▶ Problem description
Look through the records below for the line with "#[derive(Debug, Clone, PartialEq, Default)]" and the line with "pub fn from_toml_str(s: &str)", then return those lines and all lines between, exactly.

[Data excerpts — start]

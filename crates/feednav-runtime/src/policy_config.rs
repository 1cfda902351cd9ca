#![forbid(unsafe_code)]

//! Policy-as-data configuration for the navigation controller.
//!
//! Captures every tunable threshold as a single [`PolicyConfig`] that can be
//! loaded from TOML or JSON at startup, so product tuning does not need a
//! rebuild.
//!
//! # Loading
//!
//! ```toml
//! # feednav-policy.toml
//! [pull]
//! threshold = 240.0
//! wheel_threshold = 80.0
//!
//! [activation]
//! double_window_ms = 250
//! ```
//!
//! ```rust,ignore
//! let policy = PolicyConfig::from_toml_file("feednav-policy.toml")?;
//! let config = policy.to_nav_config();
//! ```
//!
//! # Defaults
//!
//! Every field defaults to the matching [`NavConfig`] default, so
//! `PolicyConfig::default().to_nav_config()` equals `NavConfig::default()`.

use std::time::Duration;

#[cfg(feature = "policy-config")]
use std::path::Path;

#[cfg(feature = "policy-config")]
use serde::{Deserialize, Serialize};
use thiserror::Error;

use feednav_core::NavConfig;

// ---------------------------------------------------------------------------
// Top-level PolicyConfig
// ---------------------------------------------------------------------------

/// Sectioned policy file contents.
#[derive(Debug, Clone, PartialEq, Default)]
#[cfg_attr(feature = "policy-config", derive(Serialize, Deserialize))]
#[cfg_attr(feature = "policy-config", serde(default))]
pub struct PolicyConfig {
    pub pull: PullPolicyConfig,
    pub swipe: SwipePolicyConfig,
    pub header: HeaderPolicyConfig,
    pub activation: ActivationPolicyConfig,
    pub session: SessionPolicyConfig,
}

impl PolicyConfig {
    /// Load from a TOML string.
    #[cfg(feature = "policy-config")]
    pub fn from_toml_str(s: &str) -> Result<Self, PolicyConfigError> {
        toml::from_str(s).map_err(PolicyConfigError::Toml)
    }

    /// Load from a TOML file on disk.
    #[cfg(feature = "policy-config")]
    pub fn from_toml_file(path: impl AsRef<Path>) -> Result<Self, PolicyConfigError> {
        let content = std::fs::read_to_string(path.as_ref())?;
        Self::from_toml_str(&content)
    }

    /// Load from a JSON string.
    #[cfg(feature = "policy-config")]
    pub fn from_json_str(s: &str) -> Result<Self, PolicyConfigError> {
        serde_json::from_str(s).map_err(PolicyConfigError::Json)
    }

    /// Load from a JSON file on disk.
    #[cfg(feature = "policy-config")]
    pub fn from_json_file(path: impl AsRef<Path>) -> Result<Self, PolicyConfigError> {
        let content = std::fs::read_to_string(path.as_ref())?;
        Self::from_json_str(&content)
    }

    /// Load by extension: `.json` is JSON, anything else is TOML.
    #[cfg(feature = "policy-config")]
    pub fn from_file(path: impl AsRef<Path>) -> Result<Self, PolicyConfigError> {
        let path = path.as_ref();
        match path.extension().and_then(|e| e.to_str()) {
            Some("json") => Self::from_json_file(path),
            _ => Self::from_toml_file(path),
        }
    }

    /// Validate all parameters. An empty list means the policy is usable.
    #[must_use]
    pub fn validate(&self) -> Vec<String> {
        self.to_nav_config().validate()
    }

    /// Build a [`NavConfig`] from this policy.
    #[must_use]
    pub fn to_nav_config(&self) -> NavConfig {
        NavConfig {
            pull_threshold: self.pull.threshold,
            show_indicator_min: self.pull.show_indicator_min,
            wheel_threshold: self.pull.wheel_threshold,
            min_swipe_distance: self.swipe.min_distance,
            header_height: self.header.height,
            small_offset_threshold: self.header.small_offset_threshold,
            bottom_epsilon: self.pull.bottom_epsilon,
            double_activation_window: Duration::from_millis(self.activation.double_window_ms),
            transition_settle: Duration::from_millis(self.session.transition_settle_ms),
            stale_session_timeout: Duration::from_millis(self.session.stale_after_ms),
            haptic_duration: Duration::from_millis(self.activation.haptic_ms),
        }
    }

    /// Validate and convert in one step.
    pub fn into_nav_config(self) -> Result<NavConfig, PolicyConfigError> {
        let errors = self.validate();
        if errors.is_empty() {
            Ok(self.to_nav_config())
        } else {
            Err(PolicyConfigError::Validation(errors))
        }
    }

    /// Format as a JSONL line for structured logging.
    #[must_use]
    pub fn to_jsonl(&self) -> String {
        format!(
            r#"{{"schema":"feednav-policy-v1","pull_threshold":{},"wheel_threshold":{},"min_swipe_distance":{},"header_height":{},"double_window_ms":{}}}"#,
            self.pull.threshold,
            self.pull.wheel_threshold,
            self.swipe.min_distance,
            self.header.height,
            self.activation.double_window_ms,
        )
    }
}

// ---------------------------------------------------------------------------
// Sub-configs (flat, serde-friendly)
// ---------------------------------------------------------------------------

/// Pull-to-switch thresholds.
#[derive(Debug, Clone, PartialEq)]
#[cfg_attr(feature = "policy-config", derive(Serialize, Deserialize))]
#[cfg_attr(feature = "policy-config", serde(default))]
pub struct PullPolicyConfig {
    /// Release distance that switches mode. Default: 220.
    pub threshold: f64,
    /// Distance at which the indicator appears. Default: 20.
    pub show_indicator_min: f64,
    /// Single wheel delta that counts as a full pull. Default: 60.
    pub wheel_threshold: f64,
    /// Sub-pixel tolerance for the bottom edge. Default: 10.
    pub bottom_epsilon: f64,
}

impl Default for PullPolicyConfig {
    fn default() -> Self {
        let d = NavConfig::default();
        Self {
            threshold: d.pull_threshold,
            show_indicator_min: d.show_indicator_min,
            wheel_threshold: d.wheel_threshold,
            bottom_epsilon: d.bottom_epsilon,
        }
    }
}

/// Tab swipe parameters.
#[derive(Debug, Clone, PartialEq)]
#[cfg_attr(feature = "policy-config", derive(Serialize, Deserialize))]
#[cfg_attr(feature = "policy-config", serde(default))]
pub struct SwipePolicyConfig {
    /// Minimum horizontal travel. Default: 50.
    pub min_distance: f64,
}

impl Default for SwipePolicyConfig {
    fn default() -> Self {
        Self {
            min_distance: NavConfig::default().min_swipe_distance,
        }
    }
}

/// Scroll-linked header parameters.
#[derive(Debug, Clone, PartialEq)]
#[cfg_attr(feature = "policy-config", derive(Serialize, Deserialize))]
#[cfg_attr(feature = "policy-config", serde(default))]
pub struct HeaderPolicyConfig {
    /// Header height. Default: 64.
    pub height: f64,
    /// Offsets at or below this always show the header. Default: 10.
    pub small_offset_threshold: f64,
}

impl Default for HeaderPolicyConfig {
    fn default() -> Self {
        let d = NavConfig::default();
        Self {
            height: d.header_height,
            small_offset_threshold: d.small_offset_threshold,
        }
    }
}

/// Tap and haptic timing.
#[derive(Debug, Clone, PartialEq)]
#[cfg_attr(feature = "policy-config", derive(Serialize, Deserialize))]
#[cfg_attr(feature = "policy-config", serde(default))]
pub struct ActivationPolicyConfig {
    /// Second-tap window in milliseconds. Default: 300.
    pub double_window_ms: u64,
    /// Vibration length on mode switch in milliseconds. Default: 10.
    pub haptic_ms: u64,
}

impl Default for ActivationPolicyConfig {
    fn default() -> Self {
        let d = NavConfig::default();
        Self {
            double_window_ms: duration_ms(d.double_activation_window),
            haptic_ms: duration_ms(d.haptic_duration),
        }
    }
}

/// Gesture session and transition timing.
#[derive(Debug, Clone, PartialEq)]
#[cfg_attr(feature = "policy-config", derive(Serialize, Deserialize))]
#[cfg_attr(feature = "policy-config", serde(default))]
pub struct SessionPolicyConfig {
    /// Idle time before a live session may be replaced, in ms. Default: 2000.
    pub stale_after_ms: u64,
    /// Time for a mode transition to settle, in ms. Default: 350.
    pub transition_settle_ms: u64,
}

impl Default for SessionPolicyConfig {
    fn default() -> Self {
        let d = NavConfig::default();
        Self {
            stale_after_ms: duration_ms(d.stale_session_timeout),
            transition_settle_ms: duration_ms(d.transition_settle),
        }
    }
}

fn duration_ms(d: Duration) -> u64 {
    u64::try_from(d.as_millis()).unwrap_or(u64::MAX)
}

// ---------------------------------------------------------------------------
// Errors
// ---------------------------------------------------------------------------

#[derive(Debug, Error)]
pub enum PolicyConfigError {
    #[error("I/O error: {0}")]
    Io(#[from] std::io::Error),
    #[cfg(feature = "policy-config")]
    #[error("TOML parse error: {0}")]
    Toml(#[source] toml::de::Error),
    #[cfg(feature = "policy-config")]
    #[error("JSON parse error: {0}")]
    Json(#[source] serde_json::Error),
    #[error("validation errors: {}", .0.join("; "))]
    Validation(Vec<String>),
}

// ---------------------------------------------------------------------------
// Tests
// ---------------------------------------------------------------------------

[Data excerpts — finish]

▶ Response to this task
#[derive(Debug, Clone, PartialEq, Default)]
#[cfg_attr(feature = "policy-config", derive(Serialize, Deserialize))]
#[cfg_attr(feature = "policy-config", serde(default))]
pub struct PolicyConfig {
    pub pull: PullPolicyConfig,
    pub swipe: SwipePolicyConfig,
    pub header: HeaderPolicyConfig,
    pub activation: ActivationPolicyConfig,
    pub session: SessionPolicyConfig,
}

impl PolicyConfig {
    /// Load from a TOML string.
    #[cfg(feature = "policy-config")]
    pub fn from_toml_str(s: &str) -> Result<Self, PolicyConfigError> {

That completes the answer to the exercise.